Wednesday, November 2, 2016
As Long as It Legally, Morally and Humanly Possible
For the ultra-rich, they have “staff” that can get it done. For the well-heeled who always reside in four and five star “full-service” hotels around the world, they know who can get it done on the road. I’m sure you’ve seen them, if not availed yourself of their expertise. They are called “concierges,” but the best-of-the-best of them are members of an exclusive club, globally numbering about 4,000 specially-knowledgeable individuals, known as members of the society of the Golden Keys (Les Clefs d’Or).
Founded in 1929 in Paris, internationalized in 1952, the society uses the simple motto, “Service through Friendship.” They are impeccably groomed and uniformed, wear their golden key lapel symbol (above) with great pride, and generally are among the best-compensated staff in any hotel they call home. Gratuities can be most generous. Money talks. Sometimes, it screams.
For those of you out there who have wondered who they are and where they come from, I thought this little side blog (for lack of a better term) might just help explain this coterie of elite experts. They can book that impossible-to-get restaurant reservation, secure that sold-out concert ticket, or find that absolute necessity in the dead of night. It may not be cheap, but more likely than not, they will prevail. They wield profound local power. Unless it is illegal or wildly immoral, “no” is generally not an option for them. When such a request is made, a top-flight concierge will simply suggest an alternative. Who are these dedicated men and women, scattered in the best hotels all over the world?

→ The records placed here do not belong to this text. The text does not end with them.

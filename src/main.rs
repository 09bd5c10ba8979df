use anyhow::Result;
use clap::Parser;
use snapsend::models::{Config, ImageSource, UploadRequest};
use snapsend::notify::{LogNotifier, Notifier};
use snapsend::staging::{detect_image_mime, ImageStager};
use snapsend::upload::UploadService;
use std::path::{Path, PathBuf};
use tokio::io::AsyncReadExt;
use tracing::{error, info};
use tracing_subscriber::{layer::SubscriberExt, util::SubscriberInitExt};

const MISSING_INPUT: &str = "Please enter text, URL, and select/take a picture";

#[derive(Debug, Parser)]
#[command(name = "snapsend")]
#[command(about = "Upload a text message and an image as a multipart POST")]
struct CliArgs {
    /// Destination URL. Falls back to UPLOAD_URL.
    #[arg(long)]
    url: Option<String>,

    /// Text sent in the `text` field.
    #[arg(long, short)]
    message: Option<String>,

    /// Filename reported for the image part.
    #[arg(long)]
    display_name: Option<String>,

    /// Send the detected image type instead of `image/*`.
    #[arg(long)]
    sniff_type: bool,

    /// Print the outcome as JSON on stdout.
    #[arg(long)]
    json: bool,

    /// Image file to upload, or `-` to read it from stdin.
    #[arg(value_name = "IMAGE")]
    image: Option<PathBuf>,
}

fn resolve_inputs(args: &CliArgs, config: &Config) -> Option<(String, String, PathBuf)> {
    let url = args
        .url
        .clone()
        .or_else(|| config.default_url.clone())
        .filter(|url| !url.is_empty())?;
    let message = args.message.clone().filter(|message| !message.is_empty())?;
    let image = args.image.clone()?;
    Some((url, message, image))
}

async fn stage(stager: &ImageStager, image: &Path, display_name: Option<&str>) -> Result<ImageSource> {
    if image == Path::new("-") {
        let mut bytes = Vec::new();
        tokio::io::stdin().read_to_end(&mut bytes).await?;
        Ok(stager.stage_bytes(&bytes, display_name).await?)
    } else {
        Ok(stager.stage_file(image, display_name).await?)
    }
}

#[tokio::main]
async fn main() -> Result<()> {
    tracing_subscriber::registry()
        .with(
            tracing_subscriber::EnvFilter::try_from_default_env()
                .unwrap_or_else(|_| "snapsend=info".into()),
        )
        .with(tracing_subscriber::fmt::layer().with_writer(std::io::stderr))
        .init();

    let args = CliArgs::parse();
    let config = Config::from_env()?;

    let Some((url, message, image)) = resolve_inputs(&args, &config) else {
        error!("{}", MISSING_INPUT);
        std::process::exit(1);
    };

    let stager = ImageStager::new(&config.cache_dir)?;
    let mut source = stage(&stager, &image, args.display_name.as_deref()).await?;
    if args.sniff_type {
        if let Some(mime) = detect_image_mime(&source.read_bytes().await?) {
            info!("Detected image type {}", mime);
            source = source.with_content_type(mime);
        }
    }

    let request = match UploadRequest::new(&url, message, source) {
        Ok(request) => request,
        Err(e) => {
            error!("{}", e);
            std::process::exit(1);
        }
    };

    let service = UploadService::from_config(&config)?;
    let outcome = service.submit_channel(request)?.await?;

    LogNotifier.notify(&outcome);
    if args.json {
        println!("{}", serde_json::to_string(&outcome)?);
    }

    if !outcome.is_success() {
        std::process::exit(1);
    }
    Ok(())
}

#[cfg(test)]
mod tests {
    use super::*;

    fn args(argv: &[&str]) -> CliArgs {
        CliArgs::try_parse_from(std::iter::once("snapsend").chain(argv.iter().copied())).unwrap()
    }

    #[test]
    fn test_resolve_inputs_complete() {
        let args = args(&["--url", "http://10.0.2.2:3000/", "-m", "hello", "pic.jpg"]);
        let (url, message, image) = resolve_inputs(&args, &Config::default()).unwrap();

        assert_eq!(url, "http://10.0.2.2:3000/");
        assert_eq!(message, "hello");
        assert_eq!(image, PathBuf::from("pic.jpg"));
    }

    #[test]
    fn test_resolve_inputs_uses_configured_url() {
        let config = Config {
            default_url: Some("http://upload.local/".to_string()),
            ..Config::default()
        };
        let (url, _, _) = resolve_inputs(&args(&["-m", "hi", "-"]), &config).unwrap();
        assert_eq!(url, "http://upload.local/");
    }

    #[test]
    fn test_resolve_inputs_requires_everything() {
        let config = Config::default();
        assert!(resolve_inputs(&args(&["-m", "hi", "pic.jpg"]), &config).is_none());
        assert!(resolve_inputs(&args(&["--url", "http://x/", "pic.jpg"]), &config).is_none());
        assert!(resolve_inputs(&args(&["--url", "http://x/", "-m", "", "pic.jpg"]), &config).is_none());
        assert!(resolve_inputs(&args(&["--url", "http://x/", "-m", "hi"]), &config).is_none());
    }
}
use crate::models::UploadRequest;
use crate::{Error, Result};
use reqwest::multipart::{Form, Part};

pub const TEXT_FIELD: &str = "text";
pub const IMAGE_FIELD: &str = "image";

#[derive(Debug, Clone, PartialEq)]
pub struct FormPart {
    pub name: String,
    pub filename: Option<String>,
    pub content_type: String,
    pub body: Vec<u8>,
}

/// Transport-neutral multipart body: parts are kept in send order.
#[derive(Debug, Clone, PartialEq)]
pub struct UploadForm {
    parts: Vec<FormPart>,
}

impl UploadForm {
    /// Read the image fully and lay out the `text` and `image` parts.
    pub async fn from_request(request: &UploadRequest) -> Result<Self> {
        let image = request.image();
        let bytes = image.read_bytes().await?;

        tracing::debug!(
            "Built form for upload {}: {} byte image '{}' ({})",
            request.id(),
            bytes.len(),
            image.filename(),
            image.content_type()
        );

        Ok(Self {
            parts: vec![
                FormPart {
                    name: TEXT_FIELD.to_string(),
                    filename: None,
                    content_type: "text/plain".to_string(),
                    body: request.message().as_bytes().to_vec(),
                },
                FormPart {
                    name: IMAGE_FIELD.to_string(),
                    filename: Some(image.filename().to_string()),
                    content_type: image.content_type().to_string(),
                    body: bytes,
                },
            ],
        })
    }

    pub fn parts(&self) -> &[FormPart] {
        &self.parts
    }

    pub fn part(&self, name: &str) -> Option<&FormPart> {
        self.parts.iter().find(|part| part.name == name)
    }

    pub fn into_multipart(self) -> Result<Form> {
        let mut form = Form::new();
        for part in self.parts {
            let mut body = Part::bytes(part.body)
                .mime_str(&part.content_type)
                .map_err(|e| {
                    Error::Transport(format!(
                        "Invalid content type '{}' for part '{}': {}",
                        part.content_type, part.name, e
                    ))
                })?;
            if let Some(filename) = part.filename {
                body = body.file_name(filename);
            }
            form = form.part(part.name, body);
        }
        Ok(form)
    }
}
//! Error handling and custom error types
//!
//! Provides unified error handling across the crate using thiserror. Upload
//! failures never escape as errors to the caller of `submit`; they are folded
//! into [`crate::models::UploadOutcome::Failure`].

use thiserror::Error;

#[derive(Error, Debug)]
pub enum Error {
    #[error("IO error: {0}")]
    Io(#[from] std::io::Error),

    #[error("HTTP request error: {0}")]
    Http(#[from] reqwest::Error),

    #[error("Invalid destination URL '{url}': {reason}")]
    InvalidUrl { url: String, reason: String },

    #[error("Message must not be empty")]
    EmptyMessage,

    #[error("{0}")]
    Transport(String),

    #[error("Image processing error: {0}")]
    Image(#[from] image::ImageError),

    #[error("Configuration error: {0}")]
    Config(String),

    #[error("No async runtime to run the upload on: {0}")]
    NoRuntime(String),
}

pub type Result<T> = std::result::Result<T, Error>;

/// Render an error together with its `source()` chain.
///
/// reqwest's `Display` stops at the outermost layer ("error sending request
/// for url ..."), which hides the part a user can act on.
pub fn describe_chain(err: &(dyn std::error::Error + 'static)) -> String {
    let mut description = err.to_string();
    let mut source = err.source();
    while let Some(cause) = source {
        let cause_text = cause.to_string();
        if !description.contains(&cause_text) {
            description.push_str(": ");
            description.push_str(&cause_text);
        }
        source = cause.source();
    }
    description
}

First, just getting membership in that elite group is not so easy. To qualify, an applicant has to have been a full-time concierge or on the front desk for at least three years. Then comes the test, the exploration of the applicant’s network of contacts and local expertise plus that sweat-inducing in-person interview. It’s all about that quiet professionalism, that confident “can do” look followed by being above actually to deliver the goods.
Once you are a member of the Golden Keys, you also have an obligation, when asked, to assist fellow members in their quest to fulfill client requests. Loyalty to the Golden Keys is exceptionally important. It is no coincidence, by the way, that the same upscale clients often travel to the same major metropolises around the world. Those special, shared connections usually work seamlessly. A movie star in New York, craves a one-of-a-kind spicy sauce available only at one restaurant in New Orleans. No problem. The interconnected network “can do.”
There are a number of lesser-known realities about how hotels and these concierges interact, as the October 26th BBC.com explains: “Many in the elite society have signed non-disclosure agreements with their employers in part because celebrities and politicians are frequent guests at the world’s five-star hotels. Some hotels give their concierges a budget of several thousand dollars a day to help accommodate their guests’ wishes — all at no extra cost to the well-heeled clients.”
But Airbnb, apps, online services and even those newly-employed robots that have begun to populate the hotel ether (in Japan, the Henn-na – meaning “strange” – Hotel is expected to be 90% “manned” by robots) are rising in competition… or are they? Not necessarily for the well-heeled who prize luxury and service about all else, but technology has to have an impact, right? Here’s the new playing field:
“The robots speak several languages and are programmed to make eye contact and smile politely… Daniel Lesser, the president of LW Hospitality Advisers who has worked in the industry for more than 30 years, believes that artificial intelligence is a way of making hotels run more cost-effectively. Robots are expensive now but are expected to become cheaper with mass production. Even counting maintenance, their costs are much lower than paying an annual salary, or accounting for holidays or sick leave.
“But for now, it's apps like Uber and Yelp that have brought about major changes to the average work day of even elite concierges… William Chen from the Portman Ritz Carlton in Shanghai, one of the world’s largest financial centres, says many guests he assists come to the city to invest their money. So, as apps have taken on some of the more mundane concierge tasks, Chen has learned about the real estate market and the stock exchange, and reads the local business and economy news every day to offer the best insights.
“He stops short of providing financial advice, but he does point his guests in the right direction for information, local rules and regulations and experts. He’ll even go so far as to set up the call or arrange a meeting with an expert or businessperson… ‘There are definitely fewer guests who ask us for help, but that also means that you can spend more time with the individuals who do,’ Chen says.” BBC.com. So the next time you see one of these experts sitting at the concierge desk in your favorite upscale hotel – sorry Holiday Inn fans – you’ll know a little more about who they are and what they do.
I’m Peter Dekom, and I do admit that curiosity got the better of me.